***** Source data *****

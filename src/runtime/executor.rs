//! Interpreted execution of a compiled solution.
//!
//! [`Executor::calc_steps_ref`] evaluates every bundle point by point over
//! the whole domain. [`Executor::calc_steps_opt`] runs the tiled sweep:
//! regions in order, the blocks of a region in parallel on the rayon pool,
//! clusters in order within a block, and one fold-shaped lane set per vector
//! call with lanes outside the block masked off.
//!
//! Every level reads from the grids as they were when the bundle's sweep
//! began; the writes of all blocks are applied once the sweep is done, so
//! both entry points produce identical grids.

use crate::context::CompiledSolution;
use crate::ir::dims::DimKind;
use crate::ir::expr::{Expr, Index, VarPoint};
use crate::runtime::context::StencilContext;
use crate::runtime::grid::Grid;
use crate::runtime::tiling::{TileBox, TilingPlan};
use crate::utils::errors::{StencilError, StencilResult};
use log::{debug, trace};
use rayon::prelude::*;
use std::collections::BTreeMap;
use std::ops::Range;
use std::sync::atomic::{AtomicUsize, Ordering};

/// Cache level targeted by a prefetch.
#[derive(Debug, Clone, Copy, PartialEq, Eq, Hash)]
pub enum CacheLevel {
    /// Next cluster
    L1,
    /// Cluster after next
    L2,
}

/// Advisory prefetch hook called before each cluster is computed.
///
/// Implementations must not change grid contents.
pub trait Prefetcher: Sync {
    fn prefetch(&self, level: CacheLevel, step: i64, cluster: &TileBox);
}

/// Prefetcher that does nothing.
#[derive(Debug, Clone, Copy, Default)]
pub struct NoPrefetch;

impl Prefetcher for NoPrefetch {
    #[inline]
    fn prefetch(&self, _level: CacheLevel, _step: i64, _cluster: &TileBox) {}
}

/// Prefetcher that counts requests per level.
#[derive(Debug, Default)]
pub struct CountingPrefetch {
    pub l1: AtomicUsize,
    pub l2: AtomicUsize,
}

impl CountingPrefetch {
    pub fn counts(&self) -> (usize, usize) {
        (self.l1.load(Ordering::Relaxed), self.l2.load(Ordering::Relaxed))
    }
}

impl Prefetcher for CountingPrefetch {
    fn prefetch(&self, level: CacheLevel, _step: i64, _cluster: &TileBox) {
        let counter = match level {
            CacheLevel::L1 => &self.l1,
            CacheLevel::L2 => &self.l2,
        };
        counter.fetch_add(1, Ordering::Relaxed);
    }
}

/// Resolved location of a var-point relative to the evaluation point.
#[derive(Debug, Clone)]
struct Access {
    grid: usize,
    step_offset: i64,
    coords: Vec<Coord>,
}

#[derive(Debug, Clone, Copy)]
enum Coord {
    /// Evaluation point along a domain dim plus an offset
    Domain { pos: usize, offset: i64 },
    /// Fixed misc index
    Misc(i64),
}

impl Access {
    fn coords_at(&self, point: &[i64]) -> Vec<i64> {
        self.coords
            .iter()
            .map(|c| match *c {
                Coord::Domain { pos, offset } => point[pos] + offset,
                Coord::Misc(v) => v,
            })
            .collect()
    }
}

#[derive(Debug, Clone)]
struct EqKernel {
    target: Access,
    rhs: Expr,
    reads: BTreeMap<VarPoint, Access>,
}

#[derive(Debug, Clone)]
struct BundleKernel {
    name: String,
    eqs: Vec<EqKernel>,
}

/// A pending store into a grid.
#[derive(Debug, Clone, Copy)]
struct Write {
    grid: usize,
    offset: usize,
    value: f64,
}

/// Bundles of a compiled solution resolved against a context's grids.
#[derive(Debug, Clone)]
pub struct Executor {
    step_dim: String,
    bundles: Vec<BundleKernel>,
}

impl Executor {
    pub fn new(compiled: &CompiledSolution, ctx: &StencilContext) -> StencilResult<Self> {
        let step_dim = compiled.step_dim().to_string();
        let mut bundles = Vec::with_capacity(compiled.bundles.len());
        for bundle in &compiled.bundles {
            let mut eqs = Vec::new();
            for eq in compiled.bundle_equations(bundle) {
                let target = resolve(&eq.target, ctx, &step_dim, compiled)?;
                let mut reads = BTreeMap::new();
                for p in eq.rhs.point_set() {
                    let access = resolve(&p, ctx, &step_dim, compiled)?;
                    reads.insert(p, access);
                }
                eqs.push(EqKernel {
                    target,
                    rhs: eq.rhs.clone(),
                    reads,
                });
            }
            bundles.push(BundleKernel {
                name: bundle.name.clone(),
                eqs,
            });
        }
        Ok(Self { step_dim, bundles })
    }

    pub fn step_dim(&self) -> &str {
        &self.step_dim
    }

    /// Reference sweep: every bundle over the whole domain, point by point.
    pub fn calc_steps_ref(&self, ctx: &mut StencilContext, steps: Range<i64>) -> StencilResult<()> {
        let domain = ctx.plan.domain_box();
        for t in steps {
            for bundle in &self.bundles {
                let mut writes = Vec::new();
                calc_points(bundle, &ctx.grids, t, &domain, None, &mut writes)?;
                apply(&mut ctx.grids, writes);
            }
        }
        Ok(())
    }

    /// Tiled sweep with the given prefetcher.
    pub fn calc_steps_opt<P: Prefetcher>(
        &self,
        ctx: &mut StencilContext,
        steps: Range<i64>,
        prefetcher: &P,
    ) -> StencilResult<()> {
        let plan = ctx.plan.clone();
        let regions = plan.regions();
        for t in steps {
            for bundle in &self.bundles {
                trace!("step {} bundle {}", t, bundle.name);
                let mut pending = Vec::new();
                for region in &regions {
                    let grids = &ctx.grids;
                    let blocks = plan.blocks(region);
                    let writes = blocks
                        .par_iter()
                        .map(|block| calc_block(bundle, grids, t, block, &plan, prefetcher))
                        .collect::<StencilResult<Vec<_>>>()?;
                    pending.extend(writes.into_iter().flatten());
                }
                apply(&mut ctx.grids, pending);
            }
        }
        debug!("finished tiled sweep over {} regions", regions.len());
        Ok(())
    }
}

fn resolve(
    p: &VarPoint,
    ctx: &StencilContext,
    step_dim: &str,
    compiled: &CompiledSolution,
) -> StencilResult<Access> {
    let grid = ctx
        .grid_index(&p.var)
        .ok_or_else(|| StencilError::Internal(format!("no grid for '{}'", p.var)))?;
    let mut step_offset = 0;
    let mut coords = Vec::new();
    for idx in &p.indices {
        match idx {
            Index::Offset { dim, offset } if dim == step_dim => step_offset = *offset,
            Index::Offset { dim, offset } => {
                if compiled.solution.dims.kind_of(dim) != Some(DimKind::Domain) {
                    return Err(StencilError::Internal(format!("'{}' is not a domain dimension", dim)));
                }
                let pos = ctx
                    .dims
                    .iter()
                    .position(|d| d == dim)
                    .ok_or_else(|| StencilError::Internal(format!("no size for dimension '{}'", dim)))?;
                coords.push(Coord::Domain { pos, offset: *offset });
            }
            Index::Const { value, .. } => coords.push(Coord::Misc(*value)),
        }
    }
    Ok(Access {
        grid,
        step_offset,
        coords,
    })
}

fn calc_block<P: Prefetcher>(
    bundle: &BundleKernel,
    grids: &[Grid],
    t: i64,
    block: &TileBox,
    plan: &TilingPlan,
    prefetcher: &P,
) -> StencilResult<Vec<Write>> {
    let clusters = plan.clusters(block);
    let mut out = Vec::with_capacity(block.volume() as usize * bundle.eqs.len());
    for (i, cluster) in clusters.iter().enumerate() {
        if let Some(next) = clusters.get(i + 1) {
            prefetcher.prefetch(CacheLevel::L1, t, next);
        }
        if let Some(after) = clusters.get(i + 2) {
            prefetcher.prefetch(CacheLevel::L2, t, after);
        }
        for start in plan.vector_starts(cluster) {
            calc_vector(bundle, grids, t, &start, &plan.fold, cluster, &mut out)?;
        }
    }
    Ok(out)
}

/// One fold-shaped lane set starting at `start`; lanes outside `mask` are skipped.
fn calc_vector(
    bundle: &BundleKernel,
    grids: &[Grid],
    t: i64,
    start: &[i64],
    fold: &[i64],
    mask: &TileBox,
    out: &mut Vec<Write>,
) -> StencilResult<()> {
    let end = start.iter().zip(fold).map(|(s, f)| s + f).collect();
    let lanes = TileBox::new(start.to_vec(), end);
    calc_points(bundle, grids, t, &lanes, Some(mask), out)
}

fn calc_points(
    bundle: &BundleKernel,
    grids: &[Grid],
    t: i64,
    points: &TileBox,
    mask: Option<&TileBox>,
    out: &mut Vec<Write>,
) -> StencilResult<()> {
    let mut result = Ok(());
    points.for_each_point(|p| {
        if result.is_err() || mask.is_some_and(|m| !m.contains(p)) {
            return;
        }
        for eq in &bundle.eqs {
            match eval_point(eq, grids, t, p) {
                Ok(w) => out.push(w),
                Err(e) => {
                    result = Err(e);
                    return;
                }
            }
        }
    });
    result
}

fn eval_point(eq: &EqKernel, grids: &[Grid], t: i64, point: &[i64]) -> StencilResult<Write> {
    let mut missing: Option<String> = None;
    let value = eq.rhs.eval(&mut |vp: &VarPoint| {
        let found = eq.reads.get(vp).and_then(|acc| {
            grids[acc.grid].get(t + acc.step_offset, &acc.coords_at(point))
        });
        match found {
            Some(v) => v,
            None => {
                missing.get_or_insert_with(|| vp.to_string());
                f64::NAN
            }
        }
    });
    if let Some(vp) = missing {
        return Err(StencilError::Internal(format!(
            "read of {} at step {} point {:?} is outside its grid",
            vp, t, point
        )));
    }

    let target = &eq.target;
    let offset = grids[target.grid]
        .offset(t + target.step_offset, &target.coords_at(point))
        .ok_or_else(|| StencilError::Internal(format!("write at point {:?} is outside its grid", point)))?;
    Ok(Write {
        grid: target.grid,
        offset,
        value,
    })
}

fn apply(grids: &mut [Grid], writes: Vec<Write>) {
    for w in writes {
        grids[w.grid].store(w.offset, w.value);
    }
}

#[cfg(test)]
mod tests {
    use super::*;
    use crate::context::CompilationContext;
    use crate::settings::CompilerSettings;
    use std::sync::Mutex;

    #[derive(Default)]
    struct Recorder {
        seen: Mutex<Vec<(CacheLevel, Vec<i64>)>>,
    }

    impl Prefetcher for Recorder {
        fn prefetch(&self, level: CacheLevel, _step: i64, cluster: &TileBox) {
            self.seen.lock().unwrap().push((level, cluster.begin.clone()));
        }
    }

    fn heat(fold_x: i64) -> CompiledSolution {
        let settings = CompilerSettings::new().fold("x", fold_x).fold("y", 1);
        let ctx = CompilationContext::new(settings).unwrap();
        ctx.compile("heat2d", None).unwrap()
    }

    #[test]
    fn test_opt_matches_ref() {
        let compiled = heat(2);
        let mut reference = StencilContext::new(&compiled, &[9, 7]).unwrap();
        reference.init_diff();
        let mut tiled = reference.clone().with_block(&[4, 3]).unwrap().with_region(&[5, 7]).unwrap();

        let exec = Executor::new(&compiled, &reference).unwrap();
        exec.calc_steps_ref(&mut reference, 0..3).unwrap();
        exec.calc_steps_opt(&mut tiled, 0..3, &NoPrefetch).unwrap();
        assert_eq!(tiled.compare(&reference), 0);

        let mut untouched = StencilContext::new(&compiled, &[9, 7]).unwrap();
        untouched.init_diff();
        assert!(untouched.compare(&reference) > 0);
    }

    #[test]
    fn test_first_inner_prefetch_and_layout() {
        let settings = CompilerSettings::new().fold("x", 1).fold("y", 1).first_inner(true);
        let compiled = CompilationContext::new(settings)
            .unwrap()
            .compile("heat2d", None)
            .unwrap();
        let mut reference = StencilContext::new(&compiled, &[4, 1]).unwrap();
        reference.init_diff();
        let mut tiled = reference.clone();

        let exec = Executor::new(&compiled, &reference).unwrap();
        let rec = Recorder::default();
        exec.calc_steps_ref(&mut reference, 0..1).unwrap();
        exec.calc_steps_opt(&mut tiled, 0..1, &rec).unwrap();
        assert_eq!(tiled.compare(&reference), 0);

        // Clusters of one point step along x, the unit-stride dim.
        let seen = rec.seen.into_inner().unwrap();
        assert_eq!(seen[0], (CacheLevel::L1, vec![1, 0]));
        assert_eq!(seen[1], (CacheLevel::L2, vec![2, 0]));

        let grid = tiled.grid("temp").unwrap();
        assert_eq!(grid.offset(0, &[1, 0]).unwrap() - grid.offset(0, &[0, 0]).unwrap(), 1);
    }

    #[test]
    fn test_prefetch_order() {
        let compiled = heat(1);
        let mut ctx = StencilContext::new(&compiled, &[1, 4]).unwrap();
        ctx.init_same();
        let exec = Executor::new(&compiled, &ctx).unwrap();
        let rec = Recorder::default();
        exec.calc_steps_opt(&mut ctx, 0..1, &rec).unwrap();
        let seen = rec.seen.into_inner().unwrap();
        // Four single-point clusters: L1 for 1..=3, L2 for 2..=3.
        assert_eq!(seen.iter().filter(|(l, _)| *l == CacheLevel::L1).count(), 3);
        assert_eq!(seen.iter().filter(|(l, _)| *l == CacheLevel::L2).count(), 2);
        assert_eq!(seen[0], (CacheLevel::L1, vec![0, 1]));
        assert_eq!(seen[1], (CacheLevel::L2, vec![0, 2]));
    }
}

*****

Exercise >>
Across all the entries, count the lines that contain the string "whole", and give that number without anything else.

Answer section >>
2